─── Extracted material ───
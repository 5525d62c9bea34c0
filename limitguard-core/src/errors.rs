//! Error Types for Limit Checking
//!
//! ## Design Philosophy
//!
//! The engine runs inside a flight software task, so errors follow the same
//! rules as everything else on the hot path:
//!
//! 1. **Small Size**: Every variant carries a handful of integers. Errors are
//!    returned from per-watchpoint evaluation and may be produced hundreds of
//!    times per message burst.
//!
//! 2. **No Heap Allocation**: Reasons are enums or `&'static str`, never `String`.
//!
//! 3. **Copy Semantics**: Errors are `Copy` so they can be logged, reported and
//!    returned without ownership gymnastics.
//!
//! 4. **Local Scope**: An error describes one watchpoint, one actionpoint or one
//!    table entry. It never aborts processing of the others.
//!
//! ## Error Categories
//!
//! ### Evaluation Errors (per watchpoint / actionpoint)
//! - `DataType`: Watchpoint declares a data type the extractor does not know
//! - `Operator`: Watchpoint declares an operator the comparator does not know
//! - `Offset`: Offset plus data width runs past the end of the received message
//! - `FloatNaN`: Extracted float is NaN and cannot be compared
//! - `IllegalExpression`: Malformed RPN token stream
//!
//! ### Table Errors
//! - `Validation`: A definition table entry failed its load-time checks
//!
//! ### Request Errors
//! - `InvalidWatchpoint` / `InvalidActionpoint`: Index out of range
//! - `InvalidCurrentState` / `InvalidNewState`: Illegal state transition requested
//!
//! ## Error Handling Strategy
//!
//! ```rust
//! use limitguard_core::LcError;
//!
//! fn describe(err: LcError) -> &'static str {
//!     match err {
//!         LcError::Offset { .. } => "message shorter than watchpoint layout",
//!         LcError::IllegalExpression { .. } => "actionpoint equation is malformed",
//!         LcError::Validation { .. } => "table rejected, previous table stays active",
//!         _ => "see event log",
//!     }
//! }
//! ```

use thiserror_no_std::Error;

/// Result type for engine operations
pub type LcResult<T> = Result<T, LcError>;

/// Engine errors - kept small for embedded use
#[derive(Error, Debug, Clone, Copy, PartialEq, Eq)]
pub enum LcError {
    /// Watchpoint data type tag is undefined
    #[error("Undefined watchpoint data type {data_type}")]
    DataType {
        /// Raw tag found in the definition
        data_type: u8,
    },

    /// Comparison operator id is undefined
    #[error("Undefined comparison operator {operator_id}")]
    Operator {
        /// Raw operator id found in the definition
        operator_id: u8,
    },

    /// Configured offset plus data width exceeds the message length
    #[error("Offset {offset} + {width} exceeds message length {message_len}")]
    Offset {
        /// Byte offset from the definition
        offset: u16,
        /// Width of the declared data type in bytes
        width: u8,
        /// Actual length of the received message
        message_len: usize,
    },

    /// Extracted float value is NaN
    #[error("Extracted float value is NaN")]
    FloatNaN,

    /// RPN token stream is malformed
    #[error("Illegal RPN expression at token {index}, stack depth {stack_depth}")]
    IllegalExpression {
        /// Position of the offending token
        index: usize,
        /// Stack depth when the problem was detected
        stack_depth: usize,
    },

    /// Definition table entry failed validation
    #[error("{table} table entry {entry} failed validation: {reason}")]
    Validation {
        /// Which table was rejected
        table: Table,
        /// Index of the first failing entry
        entry: u16,
        /// Why it failed
        reason: ValidationReason,
    },

    /// Watchpoint index out of range
    #[error("Invalid watchpoint number {index}")]
    InvalidWatchpoint {
        /// Requested index
        index: u16,
    },

    /// Actionpoint index out of range
    #[error("Invalid actionpoint number {index}")]
    InvalidActionpoint {
        /// Requested index
        index: u16,
    },

    /// Actionpoint is in a state the request may not leave
    #[error("Actionpoint {actionpoint} in state {state} rejects the request")]
    InvalidCurrentState {
        /// Actionpoint index
        actionpoint: u16,
        /// Raw current state
        state: u8,
    },

    /// Requested state cannot be entered by command
    #[error("State {state} cannot be commanded")]
    InvalidNewState {
        /// Raw requested state
        state: u8,
    },
}

/// Definition table kinds
#[derive(Error, Debug, Clone, Copy, PartialEq, Eq)]
pub enum Table {
    /// Watchpoint definition table
    #[error("Watchpoint")]
    Watchpoint,
    /// Actionpoint definition table
    #[error("Actionpoint")]
    Actionpoint,
}

/// First-failure reason reported by table validation
#[derive(Error, Debug, Clone, Copy, PartialEq, Eq)]
pub enum ValidationReason {
    /// Watchpoint data type tag undefined
    #[error("bad data type")]
    DataType,
    /// Watchpoint operator id undefined
    #[error("bad operator")]
    Operator,
    /// Watchpoint message id beyond the highest valid id
    #[error("bad message id")]
    MessageId,
    /// Float comparison value is NaN
    #[error("comparison value is NaN")]
    FloatNaN,
    /// Float comparison value is infinite
    #[error("comparison value is infinite")]
    FloatInfinite,
    /// Actionpoint default state undefined
    #[error("bad default state")]
    DefaultState,
    /// Actionpoint response id out of range
    #[error("bad response id")]
    ResponseId,
    /// Actionpoint fail threshold is zero
    #[error("fail threshold is zero")]
    FailThreshold,
    /// Actionpoint notification severity undefined
    #[error("bad event severity")]
    Severity,
    /// Actionpoint RPN equation is malformed
    #[error("RPN invalid at token {index}, stack depth {stack_depth}")]
    Rpn {
        /// Position of the offending token
        index: usize,
        /// Symbolic stack depth at that point
        stack_depth: usize,
    },
}

#[cfg(feature = "defmt")]
impl defmt::Format for LcError {
    fn format(&self, fmt: defmt::Formatter) {
        match self {
            Self::DataType { data_type } =>
                defmt::write!(fmt, "Undefined data type {}", data_type),
            Self::Operator { operator_id } =>
                defmt::write!(fmt, "Undefined operator {}", operator_id),
            Self::Offset { offset, width, message_len } =>
                defmt::write!(fmt, "Offset {}+{} > len {}", offset, width, message_len),
            Self::FloatNaN =>
                defmt::write!(fmt, "Float NaN"),
            Self::IllegalExpression { index, stack_depth } =>
                defmt::write!(fmt, "Illegal RPN at {}, depth {}", index, stack_depth),
            Self::Validation { table, entry, reason } =>
                defmt::write!(fmt, "{} entry {} invalid: {}", table, entry, reason),
            Self::InvalidWatchpoint { index } =>
                defmt::write!(fmt, "Invalid WP {}", index),
            Self::InvalidActionpoint { index } =>
                defmt::write!(fmt, "Invalid AP {}", index),
            Self::InvalidCurrentState { actionpoint, state } =>
                defmt::write!(fmt, "AP {} state {} rejects request", actionpoint, state),
            Self::InvalidNewState { state } =>
                defmt::write!(fmt, "State {} not commandable", state),
        }
    }
}

#[cfg(feature = "defmt")]
impl defmt::Format for Table {
    fn format(&self, fmt: defmt::Formatter) {
        match self {
            Self::Watchpoint => defmt::write!(fmt, "WDT"),
            Self::Actionpoint => defmt::write!(fmt, "ADT"),
        }
    }
}

#[cfg(feature = "defmt")]
impl defmt::Format for ValidationReason {
    fn format(&self, fmt: defmt::Formatter) {
        match self {
            Self::Rpn { index, stack_depth } =>
                defmt::write!(fmt, "RPN at {}, depth {}", index, stack_depth),
            other => defmt::write!(fmt, "{}", defmt::Debug2Format(other)),
        }
    }
}
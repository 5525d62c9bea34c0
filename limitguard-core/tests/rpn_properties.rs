//! Property tests for equation validation and evaluation

use limitguard_core::{
    constants::{
        limits::{RPN_AND, RPN_EQUAL, RPN_NOT, RPN_OR, RPN_XOR},
        MAX_RPN_EQU_SIZE, MAX_WATCHPOINTS,
    },
    rpn, ActionResult, LcResult, WatchIndex, WatchResult,
};
use proptest::prelude::*;

const RESULTS: [WatchResult; 4] =
    [WatchResult::False, WatchResult::True, WatchResult::Error, WatchResult::Stale];

fn token() -> impl Strategy<Value = u16> {
    prop_oneof![
        4 => 0u16..4,
        1 => Just(RPN_AND),
        1 => Just(RPN_OR),
        1 => Just(RPN_XOR),
        1 => Just(RPN_NOT),
        1 => Just(RPN_EQUAL),
        // Neither an operator nor a valid index
        1 => Just(MAX_WATCHPOINTS as u16),
    ]
}

fn equation() -> impl Strategy<Value = Vec<u16>> {
    prop::collection::vec(token(), 1..=MAX_RPN_EQU_SIZE)
}

fn result() -> impl Strategy<Value = WatchResult> {
    prop::sample::select(RESULTS.to_vec())
}

/// Depth simulation the validator must agree with
fn reference_valid(tokens: &[u16]) -> bool {
    let mut depth = 0i32;
    for &token in tokens {
        match token {
            RPN_EQUAL => return depth == 1,
            RPN_AND | RPN_OR | RPN_XOR => {
                if depth < 2 {
                    return false;
                }
                depth -= 1;
            }
            RPN_NOT => {
                if depth < 1 {
                    return false;
                }
            }
            t if (t as usize) < MAX_WATCHPOINTS => depth += 1,
            _ => return false,
        }
    }
    false
}

fn reference_and(a: WatchResult, b: WatchResult) -> WatchResult {
    use WatchResult::*;
    if a == False || b == False {
        False
    } else if a == Error || b == Error {
        Error
    } else if a == Stale || b == Stale {
        Stale
    } else {
        True
    }
}

fn reference_or(a: WatchResult, b: WatchResult) -> WatchResult {
    use WatchResult::*;
    if a == True || b == True {
        True
    } else if a == Error || b == Error {
        Error
    } else if a == Stale || b == Stale {
        Stale
    } else {
        False
    }
}

fn reference_xor(a: WatchResult, b: WatchResult) -> WatchResult {
    use WatchResult::*;
    if a == Error || b == Error {
        Error
    } else if a == Stale || b == Stale {
        Stale
    } else {
        WatchResult::from_bool(a != b)
    }
}

proptest! {
    #[test]
    fn validator_matches_depth_simulation(tokens in equation()) {
        prop_assert_eq!(rpn::validate(&tokens).is_ok(), reference_valid(&tokens));
    }

    #[test]
    fn evaluation_fails_exactly_where_validation_does(
        tokens in equation(),
        values in prop::array::uniform4(result()),
    ) {
        let evaluated = rpn::evaluate(&tokens, |wp: WatchIndex| values[wp.as_usize()]);
        prop_assert_eq!(evaluated.err(), rpn::validate(&tokens).err());
    }

    #[test]
    fn evaluation_is_deterministic(
        tokens in equation(),
        values in prop::array::uniform4(result()),
    ) {
        let lookup = |wp: WatchIndex| values[wp.as_usize()];
        let first = rpn::evaluate(&tokens, lookup);
        for _ in 0..4 {
            prop_assert_eq!(rpn::evaluate(&tokens, lookup), first);
        }
    }

    #[test]
    fn binary_operators_follow_propagation_law(a in result(), b in result()) {
        let eval = |op: u16| rpn::evaluate(&[0, 1, op, RPN_EQUAL], |wp: WatchIndex| {
            if wp.get() == 0 { a } else { b }
        });
        let expect = |r: WatchResult| -> LcResult<ActionResult> { Ok(match r {
            WatchResult::False => ActionResult::Pass,
            WatchResult::True => ActionResult::Fail,
            WatchResult::Error => ActionResult::Error,
            WatchResult::Stale => ActionResult::Stale,
        }) };

        prop_assert_eq!(eval(RPN_AND), expect(reference_and(a, b)));
        prop_assert_eq!(eval(RPN_OR), expect(reference_or(a, b)));
        prop_assert_eq!(eval(RPN_XOR), expect(reference_xor(a, b)));
        prop_assert_eq!(a.and(b), b.and(a));
        prop_assert_eq!(a.or(b), b.or(a));
        prop_assert_eq!(a.not().not(), a);
    }
}
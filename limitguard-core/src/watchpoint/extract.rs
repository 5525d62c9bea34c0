//! Value Extraction
//!
//! Pulls one field out of a message and normalizes it into a canonical
//! `u32`:
//!
//! ```text
//! Type        Bytes  Order     Extension
//! ---------------------------------------
//! I8 / U8       1     -        sign / zero
//! I16 / U16     2    BE | LE   sign / zero
//! I32 / U32     4    BE | LE   none
//! F32           4    BE | LE   none (raw IEEE-754 bits)
//! ```
//!
//! Byte order is decoded from the declared endianness, never from the host,
//! so the same table behaves identically on every target.

use crate::{
    errors::{LcError, LcResult},
    watchpoint::{ByteOrder, DataType},
};

/// Extract the field of `data_type` at `offset` in `payload`
///
/// Fails with `DataType` for an empty slot and with `Offset` when the field
/// would run past the end of the payload.
pub fn extract(data_type: DataType, payload: &[u8], offset: u16) -> LcResult<u32> {
    let width = data_type
        .width()
        .ok_or(LcError::DataType { data_type: data_type.raw() })?;

    let start = offset as usize;
    let bytes = payload
        .get(start..start + width as usize)
        .ok_or(LcError::Offset { offset, width, message_len: payload.len() })?;

    let value = match (width, data_type.byte_order()) {
        (1, _) => {
            if data_type.is_signed() {
                bytes[0] as i8 as i32 as u32
            } else {
                bytes[0] as u32
            }
        }
        (2, order) => {
            let pair = [bytes[0], bytes[1]];
            let word = match order {
                ByteOrder::Big => u16::from_be_bytes(pair),
                ByteOrder::Little => u16::from_le_bytes(pair),
            };
            if data_type.is_signed() {
                word as i16 as i32 as u32
            } else {
                word as u32
            }
        }
        (_, order) => {
            let quad = [bytes[0], bytes[1], bytes[2], bytes[3]];
            match order {
                ByteOrder::Big => u32::from_be_bytes(quad),
                ByteOrder::Little => u32::from_le_bytes(quad),
            }
        }
    };

    Ok(value)
}
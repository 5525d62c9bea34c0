//! Constants for LimitGuard Core
//!
//! Centralized, documented constants used throughout the engine. Table
//! capacities are compile-time values so every table is a fixed-size array
//! and the engine never allocates.
//!
//! ## Organization
//!
//! - **Tables**: Table capacities, RPN buffer length, dispatch bucket count
//! - **Limits**: Raw encodings and numeric limits shared by validation and evaluation
//! - **Events**: Numeric notification identifiers
//!
//! ## Sizing
//!
//! The default sizes match a typical flight configuration. Enable the
//! `low_memory_tables` feature for constrained targets:
//!
//! ```text
//! Configuration        Watchpoints  Actionpoints  Buckets
//! --------------------------------------------------------
//! default                  176          176          256
//! low_memory_tables         32           32           16
//! ```

/// Table capacities and buffer lengths.
pub mod tables;

/// Raw table encodings and numeric limits.
pub mod limits;

/// Notification identifiers.
pub mod events;

pub use tables::{
    MAX_WATCHPOINTS, MAX_ACTIONPOINTS, MAX_RPN_EQU_SIZE, MAX_ACTION_TEXT,
    HASH_TABLE_ENTRIES, ALL_WATCHPOINTS, ALL_ACTIONPOINTS,
};

pub use limits::{
    FLOAT_TOLERANCE, HIGHEST_VALID_MSG_ID, MAX_VALID_RESPONSE_ID,
};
───
Your task is to collect every line above that contains the word "returned".

//!    returned from per-watchpoint evaluation and may be produced hundreds of
//!    returned without ownership gymnastics.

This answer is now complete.